Aim of the exercise
Give a single number in reply. It is the count of lines below that contain the string "crate".
▼▼▼
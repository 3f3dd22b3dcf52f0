//! Result roll-up and ranking for runs and batches.

use std::cmp::Ordering;
use std::collections::HashMap;

use chrono::{DateTime, Utc};
use serde::{Deserialize, Serialize};
use uuid::Uuid;

use super::status_aggregator::BatchProgress;
use crate::models::{DockingResult, Ligand, Protein, Run, Task};
use crate::state_machine::{RunStatus, TaskState};

/// Best outcome for one protein across its conformer tasks
#[derive(Debug, Clone, PartialEq, Serialize, Deserialize)]
pub struct ProteinResult {
    pub protein_id: String,
    pub protein_name: String,
    pub receptor_path: Option<String>,
    pub best_score: Option<f64>,
    pub pose_paths: Vec<String>,
    pub metrics: Option<serde_json::Value>,
    pub status: TaskState,
    /// First task error recorded for this protein
    pub error: Option<String>,
}

#[derive(Debug, Clone, PartialEq, Serialize, Deserialize)]
pub struct RunResults {
    pub run_id: Uuid,
    /// In order of first appearance among the run's tasks
    pub per_protein: Vec<ProteinResult>,
    /// `per_protein` by best score ascending, missing scores last
    pub ranking: Vec<ProteinResult>,
}

#[derive(Debug, Clone, PartialEq, Serialize, Deserialize)]
pub struct BatchRunEntry {
    pub run_id: Uuid,
    pub ligand_id: Uuid,
    pub ligand_name: Option<String>,
    pub best_score: Option<f64>,
    pub best_protein: Option<String>,
    pub status: RunStatus,
    pub total_tasks: u32,
    pub done_tasks: u32,
    pub failed_tasks: u32,
}

#[derive(Debug, Clone, PartialEq, Serialize, Deserialize)]
pub struct BatchResults {
    pub batch_id: Uuid,
    pub name: Option<String>,
    pub preset: String,
    pub progress: BatchProgress,
    /// Runs by best score ascending, missing scores last
    pub runs: Vec<BatchRunEntry>,
}

/// One entry of the batch listing
#[derive(Debug, Clone, PartialEq, Serialize, Deserialize)]
pub struct BatchSummary {
    pub batch_id: Uuid,
    pub created_at: DateTime<Utc>,
    pub name: Option<String>,
    pub preset: String,
    pub progress: BatchProgress,
}

/// Lower scores first; `None` after every real score
pub fn compare_scores(a: Option<f64>, b: Option<f64>) -> Ordering {
    match (a, b) {
        (Some(a), Some(b)) => a.total_cmp(&b),
        (Some(_), None) => Ordering::Less,
        (None, Some(_)) => Ordering::Greater,
        (None, None) => Ordering::Equal,
    }
}

fn protein_status(statuses: &[TaskState]) -> TaskState {
    if statuses.contains(&TaskState::Running) {
        TaskState::Running
    } else if statuses.contains(&TaskState::Pending) {
        TaskState::Pending
    } else if statuses.contains(&TaskState::Succeeded) {
        TaskState::Succeeded
    } else if statuses.contains(&TaskState::Failed) || statuses.is_empty() {
        TaskState::Failed
    } else {
        TaskState::Cancelled
    }
}

/// Group a run's tasks by protein and keep the minimum score per protein
pub fn rank_run(
    run_id: Uuid,
    tasks: &[Task],
    results: &[DockingResult],
    proteins: &HashMap<String, Protein>,
) -> RunResults {
    let result_by_task: HashMap<Uuid, &DockingResult> =
        results.iter().map(|r| (r.task_id, r)).collect();

    let mut order: Vec<String> = Vec::new();
    let mut entries: HashMap<String, (ProteinResult, Vec<TaskState>)> = HashMap::new();

    for task in tasks {
        let (entry, statuses) = entries.entry(task.protein_id.clone()).or_insert_with(|| {
            order.push(task.protein_id.clone());
            let protein = proteins.get(&task.protein_id);
            (
                ProteinResult {
                    protein_id: task.protein_id.clone(),
                    protein_name: protein
                        .map(|p| p.name.clone())
                        .unwrap_or_else(|| task.protein_id.clone()),
                    receptor_path: protein.map(|p| p.receptor_path.clone()),
                    best_score: None,
                    pose_paths: Vec::new(),
                    metrics: None,
                    status: TaskState::Pending,
                    error: None,
                },
                Vec::new(),
            )
        });

        statuses.push(task.status);
        if entry.error.is_none() {
            entry.error = task.error.clone();
        }

        let Some(result) = result_by_task.get(&task.task_id) else {
            continue;
        };
        if let Some(score) = result.best_score {
            if entry.best_score.map_or(true, |best| score < best) {
                entry.best_score = Some(score);
                entry.pose_paths = result.pose_paths.clone();
                entry.metrics = Some(result.metrics.clone());
            }
        }
    }

    let per_protein: Vec<ProteinResult> = order
        .iter()
        .filter_map(|id| entries.remove(id))
        .map(|(mut entry, statuses)| {
            entry.status = protein_status(&statuses);
            entry
        })
        .collect();

    let mut ranking = per_protein.clone();
    ranking.sort_by(|a, b| compare_scores(a.best_score, b.best_score));

    RunResults {
        run_id,
        per_protein,
        ranking,
    }
}

/// Best score and best protein of one run within a batch
pub fn summarize_batch_run(
    run: &Run,
    ligand: Option<&Ligand>,
    tasks: &[Task],
    results: &[DockingResult],
    proteins: &HashMap<String, Protein>,
) -> BatchRunEntry {
    let protein_by_task: HashMap<Uuid, &str> = tasks
        .iter()
        .map(|t| (t.task_id, t.protein_id.as_str()))
        .collect();

    let mut best_score: Option<f64> = None;
    let mut best_protein: Option<String> = None;
    for result in results {
        let Some(score) = result.best_score else {
            continue;
        };
        let Some(protein_id) = protein_by_task.get(&result.task_id) else {
            continue;
        };
        if best_score.map_or(true, |best| score < best) {
            best_score = Some(score);
            best_protein = Some(
                proteins
                    .get(*protein_id)
                    .map(|p| p.name.clone())
                    .unwrap_or_else(|| protein_id.to_string()),
            );
        }
    }

    BatchRunEntry {
        run_id: run.run_id,
        ligand_id: run.ligand_id,
        ligand_name: ligand.and_then(|l| l.name.clone()),
        best_score,
        best_protein,
        status: run.status,
        total_tasks: run.total_tasks,
        done_tasks: run.done_tasks,
        failed_tasks: run.failed_tasks,
    }
}
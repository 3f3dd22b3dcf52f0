//! # Delivery Error Classification
//!
//! Decides what the dispatch layer does with a failed delivery: redeliver
//! after an exponential backoff, or let the task fail for good. Input and
//! preparation errors are permanent; resource, engine, timeout and system
//! errors are retried until the retry budget is spent.

use std::time::Duration;

use super::errors::ExecutionError;
use crate::config::BackoffConfig;

#[derive(Debug, Clone, Copy, PartialEq, Eq)]
pub enum Disposition {
    /// Keep the task RUNNING and redeliver after `delay`
    Retry { next_attempt: u32, delay: Duration },
    /// Mark the task FAILED
    Fail,
}

#[derive(Debug, Clone, PartialEq)]
pub struct RetryPolicy {
    /// Redeliveries allowed after the first delivery
    pub max_retries: u32,
    pub backoff: BackoffConfig,
}

impl RetryPolicy {
    pub fn new(max_retries: u32, backoff: BackoffConfig) -> Self {
        Self {
            max_retries,
            backoff,
        }
    }

    /// No redeliveries at all
    pub fn no_retries() -> Self {
        Self::new(0, BackoffConfig::default())
    }

    /// `attempt` is the 1-based dispatch attempt that just failed
    pub fn classify(&self, error: &ExecutionError, attempt: u32) -> Disposition {
        if error.is_retryable() && attempt <= self.max_retries {
            Disposition::Retry {
                next_attempt: attempt + 1,
                delay: self.backoff.delay_for_attempt(attempt),
            }
        } else {
            Disposition::Fail
        }
    }
}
▲▲▲
Task answer
3